Collected data entries

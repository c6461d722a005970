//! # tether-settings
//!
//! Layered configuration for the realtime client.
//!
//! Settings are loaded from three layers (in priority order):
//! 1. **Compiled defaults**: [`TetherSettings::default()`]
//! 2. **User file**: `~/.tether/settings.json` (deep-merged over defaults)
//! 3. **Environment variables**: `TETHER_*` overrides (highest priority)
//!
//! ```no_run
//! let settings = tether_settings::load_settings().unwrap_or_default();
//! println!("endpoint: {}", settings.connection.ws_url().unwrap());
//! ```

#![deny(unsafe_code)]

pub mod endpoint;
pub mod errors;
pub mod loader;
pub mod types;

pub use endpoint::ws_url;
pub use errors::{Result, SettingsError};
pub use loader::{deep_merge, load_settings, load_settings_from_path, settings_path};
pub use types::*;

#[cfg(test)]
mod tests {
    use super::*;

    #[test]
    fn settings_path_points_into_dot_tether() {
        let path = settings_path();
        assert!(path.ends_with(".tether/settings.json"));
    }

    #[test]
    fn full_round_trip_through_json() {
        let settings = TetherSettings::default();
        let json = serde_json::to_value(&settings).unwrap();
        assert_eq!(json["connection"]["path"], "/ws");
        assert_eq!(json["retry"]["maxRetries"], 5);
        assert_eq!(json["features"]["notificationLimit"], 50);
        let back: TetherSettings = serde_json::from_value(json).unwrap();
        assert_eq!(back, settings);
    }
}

...

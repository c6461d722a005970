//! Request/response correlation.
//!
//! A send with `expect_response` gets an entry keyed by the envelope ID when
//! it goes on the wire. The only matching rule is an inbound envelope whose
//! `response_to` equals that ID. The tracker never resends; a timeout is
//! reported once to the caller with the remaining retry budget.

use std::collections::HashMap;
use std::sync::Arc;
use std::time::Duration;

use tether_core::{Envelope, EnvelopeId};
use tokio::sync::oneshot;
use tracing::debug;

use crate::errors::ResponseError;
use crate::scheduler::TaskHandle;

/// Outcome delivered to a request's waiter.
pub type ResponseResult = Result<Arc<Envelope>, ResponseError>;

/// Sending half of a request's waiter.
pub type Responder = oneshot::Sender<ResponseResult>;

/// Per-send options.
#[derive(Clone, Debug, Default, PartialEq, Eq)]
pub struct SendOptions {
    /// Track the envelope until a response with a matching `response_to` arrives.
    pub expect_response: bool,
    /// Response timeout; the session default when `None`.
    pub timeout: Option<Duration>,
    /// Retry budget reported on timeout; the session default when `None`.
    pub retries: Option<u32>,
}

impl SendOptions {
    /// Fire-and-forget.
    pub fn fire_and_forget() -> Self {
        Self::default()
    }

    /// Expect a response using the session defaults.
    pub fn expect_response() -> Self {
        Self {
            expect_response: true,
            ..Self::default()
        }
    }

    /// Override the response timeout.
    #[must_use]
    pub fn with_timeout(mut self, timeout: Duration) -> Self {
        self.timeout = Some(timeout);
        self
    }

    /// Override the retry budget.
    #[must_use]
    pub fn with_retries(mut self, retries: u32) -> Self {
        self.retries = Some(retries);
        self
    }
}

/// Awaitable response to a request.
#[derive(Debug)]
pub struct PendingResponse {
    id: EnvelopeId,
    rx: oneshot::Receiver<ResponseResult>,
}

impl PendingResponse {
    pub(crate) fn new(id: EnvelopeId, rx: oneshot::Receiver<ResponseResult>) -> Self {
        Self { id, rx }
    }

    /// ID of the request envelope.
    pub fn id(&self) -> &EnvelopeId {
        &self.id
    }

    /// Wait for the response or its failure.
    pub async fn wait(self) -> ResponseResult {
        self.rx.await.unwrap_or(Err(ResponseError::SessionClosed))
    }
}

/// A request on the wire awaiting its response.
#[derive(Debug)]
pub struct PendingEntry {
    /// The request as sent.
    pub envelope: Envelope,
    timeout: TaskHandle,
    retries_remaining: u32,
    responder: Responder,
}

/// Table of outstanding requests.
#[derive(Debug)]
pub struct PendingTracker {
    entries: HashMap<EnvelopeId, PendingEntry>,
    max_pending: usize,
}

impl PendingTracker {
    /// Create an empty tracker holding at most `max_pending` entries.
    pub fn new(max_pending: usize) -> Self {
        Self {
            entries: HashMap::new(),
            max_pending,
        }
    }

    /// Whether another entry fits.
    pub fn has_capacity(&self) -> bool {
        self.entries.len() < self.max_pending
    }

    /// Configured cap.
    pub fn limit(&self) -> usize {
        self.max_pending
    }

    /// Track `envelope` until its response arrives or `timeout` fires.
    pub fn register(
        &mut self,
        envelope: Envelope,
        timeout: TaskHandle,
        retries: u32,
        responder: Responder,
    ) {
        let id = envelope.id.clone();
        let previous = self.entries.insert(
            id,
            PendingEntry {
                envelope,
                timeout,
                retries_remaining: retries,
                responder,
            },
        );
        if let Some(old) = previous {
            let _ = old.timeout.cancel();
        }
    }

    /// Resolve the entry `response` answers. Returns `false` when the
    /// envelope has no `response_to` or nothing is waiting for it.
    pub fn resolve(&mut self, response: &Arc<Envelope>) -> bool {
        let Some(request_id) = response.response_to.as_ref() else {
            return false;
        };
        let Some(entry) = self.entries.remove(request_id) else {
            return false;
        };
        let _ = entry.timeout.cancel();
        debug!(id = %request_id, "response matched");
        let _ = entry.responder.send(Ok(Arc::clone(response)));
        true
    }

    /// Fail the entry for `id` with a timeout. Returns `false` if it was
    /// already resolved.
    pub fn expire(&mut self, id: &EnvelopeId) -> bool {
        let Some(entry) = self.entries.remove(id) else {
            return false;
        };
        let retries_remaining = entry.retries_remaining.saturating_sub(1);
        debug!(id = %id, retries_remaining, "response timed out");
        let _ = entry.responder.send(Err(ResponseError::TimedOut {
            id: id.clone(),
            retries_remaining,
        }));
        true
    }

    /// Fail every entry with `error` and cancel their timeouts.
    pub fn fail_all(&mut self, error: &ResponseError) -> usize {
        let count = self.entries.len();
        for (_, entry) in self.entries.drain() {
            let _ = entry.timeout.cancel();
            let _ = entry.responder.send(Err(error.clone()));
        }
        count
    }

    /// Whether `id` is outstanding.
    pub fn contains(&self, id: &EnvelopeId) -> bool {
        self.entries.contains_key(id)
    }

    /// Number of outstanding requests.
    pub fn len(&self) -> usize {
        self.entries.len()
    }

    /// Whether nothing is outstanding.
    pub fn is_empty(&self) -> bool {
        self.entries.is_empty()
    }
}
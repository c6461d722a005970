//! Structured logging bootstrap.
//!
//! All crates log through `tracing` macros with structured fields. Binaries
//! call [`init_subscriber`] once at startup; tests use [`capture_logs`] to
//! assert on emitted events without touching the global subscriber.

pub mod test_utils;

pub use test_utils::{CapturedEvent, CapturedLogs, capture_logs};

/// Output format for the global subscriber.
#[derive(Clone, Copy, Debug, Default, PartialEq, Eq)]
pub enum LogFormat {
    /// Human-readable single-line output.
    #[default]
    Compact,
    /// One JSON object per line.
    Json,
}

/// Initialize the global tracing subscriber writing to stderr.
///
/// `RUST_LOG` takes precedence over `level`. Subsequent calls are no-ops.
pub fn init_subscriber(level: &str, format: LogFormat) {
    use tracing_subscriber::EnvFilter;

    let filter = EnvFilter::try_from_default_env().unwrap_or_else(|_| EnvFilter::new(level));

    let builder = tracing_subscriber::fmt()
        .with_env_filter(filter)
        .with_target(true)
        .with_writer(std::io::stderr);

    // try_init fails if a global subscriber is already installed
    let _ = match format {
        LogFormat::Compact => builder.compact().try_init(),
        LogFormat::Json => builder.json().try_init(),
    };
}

## Work instructions
Each line above from the one with "let _ = entry.responder.send(Err(ResponseError::TimedOut" up to and including the one with "pub fn fail_all(&mut" must be set down exactly, and no line outside that span may appear.

## Solution
        let _ = entry.responder.send(Err(ResponseError::TimedOut {
            id: id.clone(),
            retries_remaining,
        }));
        true
    }

    /// Fail every entry with `error` and cancel their timeouts.
    pub fn fail_all(&mut self, error: &ResponseError) -> usize {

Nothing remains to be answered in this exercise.